(Records for this task)

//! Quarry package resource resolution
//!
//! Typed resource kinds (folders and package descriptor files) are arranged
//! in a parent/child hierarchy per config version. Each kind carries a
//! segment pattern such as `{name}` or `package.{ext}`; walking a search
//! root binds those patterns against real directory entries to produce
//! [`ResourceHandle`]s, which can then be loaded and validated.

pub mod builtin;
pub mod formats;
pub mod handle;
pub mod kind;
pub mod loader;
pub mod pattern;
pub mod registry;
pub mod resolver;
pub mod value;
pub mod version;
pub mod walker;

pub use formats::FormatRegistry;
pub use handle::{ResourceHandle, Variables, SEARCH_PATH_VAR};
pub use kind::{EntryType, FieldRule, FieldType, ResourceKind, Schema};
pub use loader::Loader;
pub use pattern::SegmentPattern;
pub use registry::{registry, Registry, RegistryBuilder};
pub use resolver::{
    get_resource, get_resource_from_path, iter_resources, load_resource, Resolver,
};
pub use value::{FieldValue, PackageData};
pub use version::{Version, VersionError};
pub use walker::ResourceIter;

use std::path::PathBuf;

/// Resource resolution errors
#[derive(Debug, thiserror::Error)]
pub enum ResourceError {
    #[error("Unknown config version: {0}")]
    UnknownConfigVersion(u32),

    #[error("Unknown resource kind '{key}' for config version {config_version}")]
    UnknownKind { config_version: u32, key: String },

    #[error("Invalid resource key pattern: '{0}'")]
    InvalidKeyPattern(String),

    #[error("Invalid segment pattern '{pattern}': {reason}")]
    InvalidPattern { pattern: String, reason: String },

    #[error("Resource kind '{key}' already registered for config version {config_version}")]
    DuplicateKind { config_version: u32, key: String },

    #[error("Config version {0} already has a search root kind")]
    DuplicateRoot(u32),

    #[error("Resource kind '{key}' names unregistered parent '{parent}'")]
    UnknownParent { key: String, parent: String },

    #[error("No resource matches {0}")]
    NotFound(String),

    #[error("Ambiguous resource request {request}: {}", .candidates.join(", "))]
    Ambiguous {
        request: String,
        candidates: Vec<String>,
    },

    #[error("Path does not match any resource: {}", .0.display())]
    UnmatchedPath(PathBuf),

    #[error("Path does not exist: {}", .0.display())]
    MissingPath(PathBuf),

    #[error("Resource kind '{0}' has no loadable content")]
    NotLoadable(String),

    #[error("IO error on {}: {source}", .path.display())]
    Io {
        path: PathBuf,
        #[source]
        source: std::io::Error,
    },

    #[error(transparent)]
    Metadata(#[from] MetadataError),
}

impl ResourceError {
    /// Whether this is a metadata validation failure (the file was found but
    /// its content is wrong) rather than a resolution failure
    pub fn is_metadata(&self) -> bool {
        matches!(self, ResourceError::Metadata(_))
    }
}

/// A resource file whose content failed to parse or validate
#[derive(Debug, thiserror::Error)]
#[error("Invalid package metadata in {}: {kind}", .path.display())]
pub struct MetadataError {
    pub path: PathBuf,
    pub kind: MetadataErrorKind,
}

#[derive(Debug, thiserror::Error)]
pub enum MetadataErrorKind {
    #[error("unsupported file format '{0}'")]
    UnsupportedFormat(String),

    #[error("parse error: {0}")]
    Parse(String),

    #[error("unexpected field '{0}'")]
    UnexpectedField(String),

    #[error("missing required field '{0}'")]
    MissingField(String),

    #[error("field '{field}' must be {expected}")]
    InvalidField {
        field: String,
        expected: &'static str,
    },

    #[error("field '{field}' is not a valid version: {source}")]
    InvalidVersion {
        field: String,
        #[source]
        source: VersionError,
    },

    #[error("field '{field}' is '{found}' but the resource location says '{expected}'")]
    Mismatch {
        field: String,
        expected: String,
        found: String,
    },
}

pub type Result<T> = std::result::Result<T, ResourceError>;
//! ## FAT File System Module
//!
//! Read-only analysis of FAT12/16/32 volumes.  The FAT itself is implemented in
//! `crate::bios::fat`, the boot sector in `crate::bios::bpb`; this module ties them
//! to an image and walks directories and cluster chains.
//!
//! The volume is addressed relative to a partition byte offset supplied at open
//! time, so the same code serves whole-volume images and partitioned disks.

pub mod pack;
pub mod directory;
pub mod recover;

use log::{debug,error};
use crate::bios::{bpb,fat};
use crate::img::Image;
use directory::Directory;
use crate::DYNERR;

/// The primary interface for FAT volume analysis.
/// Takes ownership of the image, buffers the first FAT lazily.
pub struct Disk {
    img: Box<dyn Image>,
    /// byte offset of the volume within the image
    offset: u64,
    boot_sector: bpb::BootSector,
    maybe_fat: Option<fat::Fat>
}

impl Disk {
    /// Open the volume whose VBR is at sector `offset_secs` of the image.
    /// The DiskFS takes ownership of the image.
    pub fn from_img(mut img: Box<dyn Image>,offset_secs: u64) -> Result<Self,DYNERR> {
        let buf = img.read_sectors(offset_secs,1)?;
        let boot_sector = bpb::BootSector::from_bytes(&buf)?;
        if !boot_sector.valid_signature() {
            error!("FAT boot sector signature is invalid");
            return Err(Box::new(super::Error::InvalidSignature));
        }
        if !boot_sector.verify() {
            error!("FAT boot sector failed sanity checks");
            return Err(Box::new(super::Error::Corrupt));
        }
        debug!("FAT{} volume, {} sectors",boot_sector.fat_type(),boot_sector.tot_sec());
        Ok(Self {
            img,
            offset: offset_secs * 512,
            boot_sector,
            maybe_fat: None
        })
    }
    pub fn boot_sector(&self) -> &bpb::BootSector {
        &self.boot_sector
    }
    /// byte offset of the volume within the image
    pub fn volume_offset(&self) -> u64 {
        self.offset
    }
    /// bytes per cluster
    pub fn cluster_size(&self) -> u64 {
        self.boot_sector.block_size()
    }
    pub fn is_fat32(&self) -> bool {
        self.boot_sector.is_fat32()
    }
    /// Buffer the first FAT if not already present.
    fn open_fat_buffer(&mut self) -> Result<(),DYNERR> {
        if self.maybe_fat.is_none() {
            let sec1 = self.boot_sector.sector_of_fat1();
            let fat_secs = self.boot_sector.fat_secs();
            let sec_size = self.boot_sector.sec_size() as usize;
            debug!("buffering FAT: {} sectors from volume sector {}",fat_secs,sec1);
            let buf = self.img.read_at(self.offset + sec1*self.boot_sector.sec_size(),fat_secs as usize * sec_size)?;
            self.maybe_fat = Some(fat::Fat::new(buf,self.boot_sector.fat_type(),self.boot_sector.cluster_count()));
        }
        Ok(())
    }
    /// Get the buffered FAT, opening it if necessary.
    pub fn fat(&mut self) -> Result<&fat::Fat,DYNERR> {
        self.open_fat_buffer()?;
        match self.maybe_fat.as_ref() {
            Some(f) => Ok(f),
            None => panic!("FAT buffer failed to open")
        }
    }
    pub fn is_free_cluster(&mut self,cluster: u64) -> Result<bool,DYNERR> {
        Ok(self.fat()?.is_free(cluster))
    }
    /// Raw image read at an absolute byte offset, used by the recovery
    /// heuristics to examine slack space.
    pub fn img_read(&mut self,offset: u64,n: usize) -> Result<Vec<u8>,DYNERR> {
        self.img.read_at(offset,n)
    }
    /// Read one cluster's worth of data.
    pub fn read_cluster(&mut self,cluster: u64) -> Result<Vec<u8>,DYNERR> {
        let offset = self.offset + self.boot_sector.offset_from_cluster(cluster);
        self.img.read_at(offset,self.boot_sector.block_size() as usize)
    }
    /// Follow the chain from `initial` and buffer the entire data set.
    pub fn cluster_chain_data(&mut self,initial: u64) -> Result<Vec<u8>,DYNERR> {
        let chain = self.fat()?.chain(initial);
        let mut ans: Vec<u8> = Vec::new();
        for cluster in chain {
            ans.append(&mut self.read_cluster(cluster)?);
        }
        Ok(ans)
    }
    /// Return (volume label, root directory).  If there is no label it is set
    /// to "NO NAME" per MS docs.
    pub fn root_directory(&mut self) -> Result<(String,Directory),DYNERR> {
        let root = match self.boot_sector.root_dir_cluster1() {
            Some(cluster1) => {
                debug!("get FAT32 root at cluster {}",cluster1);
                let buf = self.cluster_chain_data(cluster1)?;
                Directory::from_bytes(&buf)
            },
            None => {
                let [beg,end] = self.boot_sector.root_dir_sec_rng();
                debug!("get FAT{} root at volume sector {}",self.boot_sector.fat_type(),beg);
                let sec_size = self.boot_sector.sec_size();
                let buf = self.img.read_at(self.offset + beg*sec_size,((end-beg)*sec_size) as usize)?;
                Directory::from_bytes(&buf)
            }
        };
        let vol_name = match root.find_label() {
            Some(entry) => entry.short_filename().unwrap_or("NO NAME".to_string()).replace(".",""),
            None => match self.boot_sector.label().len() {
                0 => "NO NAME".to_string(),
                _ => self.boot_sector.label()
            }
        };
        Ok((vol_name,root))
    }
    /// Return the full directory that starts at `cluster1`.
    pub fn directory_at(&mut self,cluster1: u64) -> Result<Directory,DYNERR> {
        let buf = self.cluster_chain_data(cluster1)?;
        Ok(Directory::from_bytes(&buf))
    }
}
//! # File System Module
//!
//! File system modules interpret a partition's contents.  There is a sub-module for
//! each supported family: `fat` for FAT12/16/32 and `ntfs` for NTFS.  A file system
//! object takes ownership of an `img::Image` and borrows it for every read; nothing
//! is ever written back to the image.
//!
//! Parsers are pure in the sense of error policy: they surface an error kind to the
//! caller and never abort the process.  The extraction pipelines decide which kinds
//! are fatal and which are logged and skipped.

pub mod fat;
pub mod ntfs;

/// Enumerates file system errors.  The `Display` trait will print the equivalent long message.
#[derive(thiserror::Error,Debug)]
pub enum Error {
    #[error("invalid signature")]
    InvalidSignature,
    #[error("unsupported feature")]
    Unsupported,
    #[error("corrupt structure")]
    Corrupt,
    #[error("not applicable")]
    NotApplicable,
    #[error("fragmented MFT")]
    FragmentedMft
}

(End Records for this task)

Reproduce the listing word for word from its first line up to and including the line with "Resource resolution errors". Give no other lines.

• _Result below_
//! Quarry package resource resolution
//!
//! Typed resource kinds (folders and package descriptor files) are arranged
//! in a parent/child hierarchy per config version. Each kind carries a
//! segment pattern such as `{name}` or `package.{ext}`; walking a search
//! root binds those patterns against real directory entries to produce
//! [`ResourceHandle`]s, which can then be loaded and validated.

pub mod builtin;
pub mod formats;
pub mod handle;
pub mod kind;
pub mod loader;
pub mod pattern;
pub mod registry;
pub mod resolver;
pub mod value;
pub mod version;
pub mod walker;

pub use formats::FormatRegistry;
pub use handle::{ResourceHandle, Variables, SEARCH_PATH_VAR};
pub use kind::{EntryType, FieldRule, FieldType, ResourceKind, Schema};
pub use loader::Loader;
pub use pattern::SegmentPattern;
pub use registry::{registry, Registry, RegistryBuilder};
pub use resolver::{
    get_resource, get_resource_from_path, iter_resources, load_resource, Resolver,
};
pub use value::{FieldValue, PackageData};
pub use version::{Version, VersionError};
pub use walker::ResourceIter;

use std::path::PathBuf;

/// Resource resolution errors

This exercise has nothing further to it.